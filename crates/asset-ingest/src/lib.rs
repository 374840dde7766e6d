pub mod csv_table;
pub mod error;
pub mod reader;
pub mod template;

pub use csv_table::{build_column_profiles, parse_csv_line, parse_csv_text};
pub use error::{IngestError, Result};
pub use reader::{ADVISORY_MAX_FILE_BYTES, read_import_table, read_import_text};
pub use template::{TEMPLATE_FILE_NAME, TEMPLATE_HEADERS, template_csv, write_template};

+ + + +

Extract the entries above verbatim.

filename crates/asset-ingest/src/lib.rs
repository 374840dde7766e6d
pub mod csv_table;
pub mod error;
pub mod reader;
pub mod template;

pub use csv_table::{build_column_profiles, parse_csv_line, parse_csv_text};
pub use error::{IngestError, Result};
pub use reader::{ADVISORY_MAX_FILE_BYTES, read_import_table, read_import_text};
pub use template::{TEMPLATE_FILE_NAME, TEMPLATE_HEADERS, template_csv, write_template};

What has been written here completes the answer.